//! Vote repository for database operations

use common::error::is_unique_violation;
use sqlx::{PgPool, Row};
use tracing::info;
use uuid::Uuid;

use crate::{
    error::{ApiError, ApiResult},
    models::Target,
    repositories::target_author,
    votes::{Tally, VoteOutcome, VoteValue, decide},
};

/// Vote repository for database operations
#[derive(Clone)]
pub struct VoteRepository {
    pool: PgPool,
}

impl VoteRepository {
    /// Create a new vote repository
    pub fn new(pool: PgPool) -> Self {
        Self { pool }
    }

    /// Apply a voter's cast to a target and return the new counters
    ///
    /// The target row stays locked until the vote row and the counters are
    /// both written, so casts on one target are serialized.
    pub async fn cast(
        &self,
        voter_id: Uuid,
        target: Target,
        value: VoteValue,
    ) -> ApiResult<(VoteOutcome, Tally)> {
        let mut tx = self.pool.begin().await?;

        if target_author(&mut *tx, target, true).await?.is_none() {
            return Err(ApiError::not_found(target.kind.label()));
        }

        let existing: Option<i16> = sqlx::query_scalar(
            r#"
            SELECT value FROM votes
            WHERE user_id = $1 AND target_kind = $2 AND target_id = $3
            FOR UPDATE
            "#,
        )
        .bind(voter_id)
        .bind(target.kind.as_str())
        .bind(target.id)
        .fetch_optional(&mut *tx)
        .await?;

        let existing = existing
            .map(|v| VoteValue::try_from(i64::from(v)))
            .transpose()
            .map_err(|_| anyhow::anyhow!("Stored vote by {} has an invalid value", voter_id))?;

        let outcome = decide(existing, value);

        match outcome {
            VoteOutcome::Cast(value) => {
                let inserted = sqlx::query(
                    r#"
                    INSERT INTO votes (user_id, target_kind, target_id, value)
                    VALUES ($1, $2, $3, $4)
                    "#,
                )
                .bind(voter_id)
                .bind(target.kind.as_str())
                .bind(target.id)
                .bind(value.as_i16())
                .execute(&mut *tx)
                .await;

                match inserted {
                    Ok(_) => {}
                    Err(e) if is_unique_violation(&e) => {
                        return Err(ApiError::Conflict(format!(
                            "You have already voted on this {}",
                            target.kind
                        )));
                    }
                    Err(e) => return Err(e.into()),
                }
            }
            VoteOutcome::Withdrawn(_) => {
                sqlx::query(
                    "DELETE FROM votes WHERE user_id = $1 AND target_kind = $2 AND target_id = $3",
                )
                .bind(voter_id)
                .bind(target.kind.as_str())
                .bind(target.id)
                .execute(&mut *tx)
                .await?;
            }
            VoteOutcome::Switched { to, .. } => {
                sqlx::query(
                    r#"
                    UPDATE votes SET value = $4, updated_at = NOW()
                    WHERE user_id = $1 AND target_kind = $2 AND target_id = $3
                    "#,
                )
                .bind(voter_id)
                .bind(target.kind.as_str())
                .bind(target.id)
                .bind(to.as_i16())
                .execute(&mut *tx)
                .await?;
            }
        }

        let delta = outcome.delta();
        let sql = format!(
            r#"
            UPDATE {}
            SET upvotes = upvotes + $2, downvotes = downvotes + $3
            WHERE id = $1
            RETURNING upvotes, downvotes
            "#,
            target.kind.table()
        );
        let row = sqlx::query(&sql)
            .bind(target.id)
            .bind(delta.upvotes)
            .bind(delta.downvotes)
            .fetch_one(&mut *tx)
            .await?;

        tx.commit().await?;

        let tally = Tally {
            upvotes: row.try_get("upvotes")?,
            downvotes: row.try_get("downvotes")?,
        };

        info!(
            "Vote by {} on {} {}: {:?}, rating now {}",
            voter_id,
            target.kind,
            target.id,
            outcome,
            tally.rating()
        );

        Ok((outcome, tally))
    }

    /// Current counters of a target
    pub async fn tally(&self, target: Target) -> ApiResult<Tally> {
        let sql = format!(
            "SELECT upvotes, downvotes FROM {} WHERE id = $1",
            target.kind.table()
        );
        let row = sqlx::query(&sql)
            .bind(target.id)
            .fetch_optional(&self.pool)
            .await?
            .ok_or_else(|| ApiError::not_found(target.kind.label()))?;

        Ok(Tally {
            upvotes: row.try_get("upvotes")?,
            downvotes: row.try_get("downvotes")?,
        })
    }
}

##########

About this task:
Please print out every entry again, exactly as it reads.

Result of the task:
//! Vote repository for database operations

use common::error::is_unique_violation;
use sqlx::{PgPool, Row};
use tracing::info;
use uuid::Uuid;

use crate::{
    error::{ApiError, ApiResult},
    models::Target,
    repositories::target_author,
    votes::{Tally, VoteOutcome, VoteValue, decide},
};

/// Vote repository for database operations
#[derive(Clone)]
pub struct VoteRepository {
    pool: PgPool,
}

impl VoteRepository {
    /// Create a new vote repository
    pub fn new(pool: PgPool) -> Self {
        Self { pool }
    }

    /// Apply a voter's cast to a target and return the new counters
    ///
    /// The target row stays locked until the vote row and the counters are
    /// both written, so casts on one target are serialized.
    pub async fn cast(
        &self,
        voter_id: Uuid,
        target: Target,
        value: VoteValue,
    ) -> ApiResult<(VoteOutcome, Tally)> {
        let mut tx = self.pool.begin().await?;

        if target_author(&mut *tx, target, true).await?.is_none() {
            return Err(ApiError::not_found(target.kind.label()));
        }

        let existing: Option<i16> = sqlx::query_scalar(
            r#"
            SELECT value FROM votes
            WHERE user_id = $1 AND target_kind = $2 AND target_id = $3
            FOR UPDATE
            "#,
        )
        .bind(voter_id)
        .bind(target.kind.as_str())
        .bind(target.id)
        .fetch_optional(&mut *tx)
        .await?;

        let existing = existing
            .map(|v| VoteValue::try_from(i64::from(v)))
            .transpose()
            .map_err(|_| anyhow::anyhow!("Stored vote by {} has an invalid value", voter_id))?;

        let outcome = decide(existing, value);

        match outcome {
            VoteOutcome::Cast(value) => {
                let inserted = sqlx::query(
                    r#"
                    INSERT INTO votes (user_id, target_kind, target_id, value)
                    VALUES ($1, $2, $3, $4)
                    "#,
                )
                .bind(voter_id)
                .bind(target.kind.as_str())
                .bind(target.id)
                .bind(value.as_i16())
                .execute(&mut *tx)
                .await;

                match inserted {
                    Ok(_) => {}
                    Err(e) if is_unique_violation(&e) => {
                        return Err(ApiError::Conflict(format!(
                            "You have already voted on this {}",
                            target.kind
                        )));
                    }
                    Err(e) => return Err(e.into()),
                }
            }
            VoteOutcome::Withdrawn(_) => {
                sqlx::query(
                    "DELETE FROM votes WHERE user_id = $1 AND target_kind = $2 AND target_id = $3",
                )
                .bind(voter_id)
                .bind(target.kind.as_str())
                .bind(target.id)
                .execute(&mut *tx)
                .await?;
            }
            VoteOutcome::Switched { to, .. } => {
                sqlx::query(
                    r#"
                    UPDATE votes SET value = $4, updated_at = NOW()
                    WHERE user_id = $1 AND target_kind = $2 AND target_id = $3
                    "#,
                )
                .bind(voter_id)
                .bind(target.kind.as_str())
                .bind(target.id)
                .bind(to.as_i16())
                .execute(&mut *tx)
                .await?;
            }
        }

        let delta = outcome.delta();
        let sql = format!(
            r#"
            UPDATE {}
            SET upvotes = upvotes + $2, downvotes = downvotes + $3
            WHERE id = $1
            RETURNING upvotes, downvotes
            "#,
            target.kind.table()
        );
        let row = sqlx::query(&sql)
            .bind(target.id)
            .bind(delta.upvotes)
            .bind(delta.downvotes)
            .fetch_one(&mut *tx)
            .await?;

        tx.commit().await?;

        let tally = Tally {
            upvotes: row.try_get("upvotes")?,
            downvotes: row.try_get("downvotes")?,
        };

        info!(
            "Vote by {} on {} {}: {:?}, rating now {}",
            voter_id,
            target.kind,
            target.id,
            outcome,
            tally.rating()
        );

        Ok((outcome, tally))
    }

    /// Current counters of a target
    pub async fn tally(&self, target: Target) -> ApiResult<Tally> {
        let sql = format!(
            "SELECT upvotes, downvotes FROM {} WHERE id = $1",
            target.kind.table()
        );
        let row = sqlx::query(&sql)
            .bind(target.id)
            .fetch_optional(&self.pool)
            .await?
            .ok_or_else(|| ApiError::not_found(target.kind.label()))?;

        Ok(Tally {
            upvotes: row.try_get("upvotes")?,
            downvotes: row.try_get("downvotes")?,
        })
    }
}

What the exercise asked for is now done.